**EXERCISE GOAL**
What is needed is an exact copy of every record below.

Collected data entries
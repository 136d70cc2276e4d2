use axum::{
    http::StatusCode,
    response::{IntoResponse, Response},
    Json,
};
use serde_json::json;
use thiserror::Error;

use crate::llm_client::LlmError;
use crate::store::StoreError;

/// Application-level error type.
/// Implements `IntoResponse` so Axum handlers can return `Result<T, AppError>`.
#[derive(Debug, Error)]
pub enum AppError {
    #[error("Not found: {0}")]
    NotFound(String),

    #[error("Validation error: {0}")]
    Validation(String),

    #[error("Storage error: {0}")]
    Storage(#[from] StoreError),

    #[error("LLM error: {0}")]
    Llm(String),

    #[error("Internal server error: {0}")]
    Internal(#[from] anyhow::Error),
}

impl AppError {
    /// Wraps an LLM failure with the operation that triggered it.
    pub fn llm(operation: &str, err: LlmError) -> Self {
        AppError::Llm(format!("{operation} failed: {err}"))
    }
}

impl IntoResponse for AppError {
    fn into_response(self) -> Response {
        let (status, code, message) = match &self {
            AppError::NotFound(msg) => (StatusCode::NOT_FOUND, "NOT_FOUND", msg.clone()),
            AppError::Validation(msg) => (StatusCode::BAD_REQUEST, "VALIDATION_ERROR", msg.clone()),
            AppError::Storage(e) => {
                tracing::error!("Storage error: {e}");
                (
                    StatusCode::INTERNAL_SERVER_ERROR,
                    "STORAGE_ERROR",
                    "A storage error occurred".to_string(),
                )
            }
            AppError::Llm(msg) => {
                tracing::error!("LLM error: {msg}");
                (
                    StatusCode::INTERNAL_SERVER_ERROR,
                    "LLM_ERROR",
                    "An AI processing error occurred".to_string(),
                )
            }
            AppError::Internal(e) => {
                tracing::error!("Internal error: {e:?}");
                (
                    StatusCode::INTERNAL_SERVER_ERROR,
                    "INTERNAL_ERROR",
                    "An internal server error occurred".to_string(),
                )
            }
        };

        let body = Json(json!({
            "error": {
                "code": code,
                "message": message
            }
        }));

        (status, body).into_response()
    }
}

#[cfg(test)]
mod tests {
    use super::*;

    #[test]
    fn test_not_found_maps_to_404() {
        let response = AppError::NotFound("Work order WO-1 not found".to_string()).into_response();
        assert_eq!(response.status(), StatusCode::NOT_FOUND);
    }

    #[test]
    fn test_validation_maps_to_400() {
        let response = AppError::Validation("bad date".to_string()).into_response();
        assert_eq!(response.status(), StatusCode::BAD_REQUEST);
    }

    #[test]
    fn test_llm_error_hides_detail() {
        let err = AppError::llm("CAR conversion", LlmError::EmptyContent);
        assert!(err.to_string().contains("CAR conversion failed"));
        assert_eq!(err.into_response().status(), StatusCode::INTERNAL_SERVER_ERROR);
    }
}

**RESPONSE AREA**
repository 136d70cc2276e4d2
use axum::{
    http::StatusCode,
    response::{IntoResponse, Response},
    Json,
};
use serde_json::json;
use thiserror::Error;

use crate::llm_client::LlmError;
use crate::store::StoreError;

/// Application-level error type.
/// Implements `IntoResponse` so Axum handlers can return `Result<T, AppError>`.
#[derive(Debug, Error)]
pub enum AppError {
    #[error("Not found: {0}")]
    NotFound(String),

    #[error("Validation error: {0}")]
    Validation(String),

    #[error("Storage error: {0}")]
    Storage(#[from] StoreError),

    #[error("LLM error: {0}")]
    Llm(String),

    #[error("Internal server error: {0}")]
    Internal(#[from] anyhow::Error),
}

impl AppError {
    /// Wraps an LLM failure with the operation that triggered it.
    pub fn llm(operation: &str, err: LlmError) -> Self {
        AppError::Llm(format!("{operation} failed: {err}"))
    }
}

impl IntoResponse for AppError {
    fn into_response(self) -> Response {
        let (status, code, message) = match &self {
            AppError::NotFound(msg) => (StatusCode::NOT_FOUND, "NOT_FOUND", msg.clone()),
            AppError::Validation(msg) => (StatusCode::BAD_REQUEST, "VALIDATION_ERROR", msg.clone()),
            AppError::Storage(e) => {
                tracing::error!("Storage error: {e}");
                (
                    StatusCode::INTERNAL_SERVER_ERROR,
                    "STORAGE_ERROR",
                    "A storage error occurred".to_string(),
                )
            }
            AppError::Llm(msg) => {
                tracing::error!("LLM error: {msg}");
                (
                    StatusCode::INTERNAL_SERVER_ERROR,
                    "LLM_ERROR",
                    "An AI processing error occurred".to_string(),
                )
            }
            AppError::Internal(e) => {
                tracing::error!("Internal error: {e:?}");
                (
                    StatusCode::INTERNAL_SERVER_ERROR,
                    "INTERNAL_ERROR",
                    "An internal server error occurred".to_string(),
                )
            }
        };

        let body = Json(json!({
            "error": {
                "code": code,
                "message": message
            }
        }));

        (status, body).into_response()
    }
}

#[cfg(test)]
mod tests {
    use super::*;

    #[test]
    fn test_not_found_maps_to_404() {
        let response = AppError::NotFound("Work order WO-1 not found".to_string()).into_response();
        assert_eq!(response.status(), StatusCode::NOT_FOUND);
    }

    #[test]
    fn test_validation_maps_to_400() {
        let response = AppError::Validation("bad date".to_string()).into_response();
        assert_eq!(response.status(), StatusCode::BAD_REQUEST);
    }

    #[test]
    fn test_llm_error_hides_detail() {
        let err = AppError::llm("CAR conversion", LlmError::EmptyContent);
        assert!(err.to_string().contains("CAR conversion failed"));
        assert_eq!(err.into_response().status(), StatusCode::INTERNAL_SERVER_ERROR);
    }
}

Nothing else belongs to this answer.